For a Fast Track recall like this one, the CPSC gives ten working days to come up with documentation. Samsung beat that by a week.

Apple has also announced their own recall weeks before the CPSC gave the official recall notice. In fact, Apple did it earlier this year.
  • 2003 - 2015 - Apple gets reports of malfunctioning power adapters.
  • 2016 Jan 28 - Apple finally announces a recall, and begins replacements.
  • 2016 Feb 18 - THREE WEEKS after Apple's own announcement, CPSC announces the official recall.
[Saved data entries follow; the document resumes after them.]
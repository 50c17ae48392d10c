#[macro_use]
mod common;

use actix_web::http::StatusCode;
use actix_web::test;
use backend_test_support::envelope::{assert_error_envelope, read_envelope};
use common::state;
use masjid_backend::entities::donations::{self as donation_entity, DonationStatus};
use sea_orm::{DatabaseBackend, MockDatabase};
use serde_json::json;
use time::OffsetDateTime;

fn pending_donation(id: i64) -> donation_entity::Model {
    let now = OffsetDateTime::now_utc();
    donation_entity::Model {
        id,
        program_id: None,
        donor_name: "Hamba Allah".to_string(),
        donor_email: Some("donor@example.test".to_string()),
        donor_phone: Some("08123456789".to_string()),
        amount: 150_000,
        payment_method: "TRANSFER".to_string(),
        status: DonationStatus::Pending,
        is_anonymous: false,
        message: None,
        verified_by: None,
        verified_at: None,
        created_at: now,
        updated_at: now,
    }
}

#[actix_web::test]
async fn public_donation_is_accepted_as_pending() {
    let db = MockDatabase::new(DatabaseBackend::Postgres)
        .append_query_results([vec![pending_donation(12)]])
        .into_connection();
    let app = test_app!(state(db));

    let req = test::TestRequest::post()
        .uri("/api/donations")
        .set_json(json!({
            "donorName": "Hamba Allah",
            "donorEmail": "donor@example.test",
            "amount": 150000,
            "paymentMethod": "TRANSFER"
        }))
        .to_request();
    let resp = test::call_service(&app, req).await;
    let body = read_envelope(resp, StatusCode::CREATED).await;

    assert_eq!(body["success"], true);
    assert!(body["message"].is_string());
    assert_eq!(body["data"]["id"], 12);
    assert_eq!(body["data"]["status"], "PENDING");
    assert_eq!(body["data"]["amount"], 150000);
    assert!(body["data"].get("donorEmail").is_none());
}

#[actix_web::test]
async fn zero_amount_is_rejected_before_any_query() {
    let db = MockDatabase::new(DatabaseBackend::Postgres).into_connection();
    let app = test_app!(state(db));

    let req = test::TestRequest::post()
        .uri("/api/donations")
        .set_json(json!({
            "donorName": "Hamba Allah",
            "amount": 0,
            "paymentMethod": "TRANSFER"
        }))
        .to_request();
    let resp = test::call_service(&app, req).await;

    assert_error_envelope(resp, StatusCode::BAD_REQUEST, "Amount must be greater than zero").await;
}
and then it's obvious they jumped to conclusions about the cause and botched the re-release.

Apparently so.

At least 96 devices failed out of 2.5 million in less than 2 months. That's 2 orders of magnitude higher than the normal failure rate.

Really? You have a source for the normal failure rate? Links, please!
 

cdmoore74

macrumors 68020
Jun 24, 2010
2,413
711
Why do the Samsung users come to an Apple themed website?!...

I own both a S6 (which I'm trying to sale), iPhone 7 Plus and iPhone SE so technically I have the right to make a comment either way. I've owned a lot more Samsung devices then the majority of any of you. I don't play favorites and I call it like I see it. As for Samsung owners that hate iPhone's you should ask them directly.

That being said I've own 3 Note and 2 Galaxy devices. But during that time I still respected Apple and that is the reason why I currently own a iPhone 7 Plus as my daily driver today.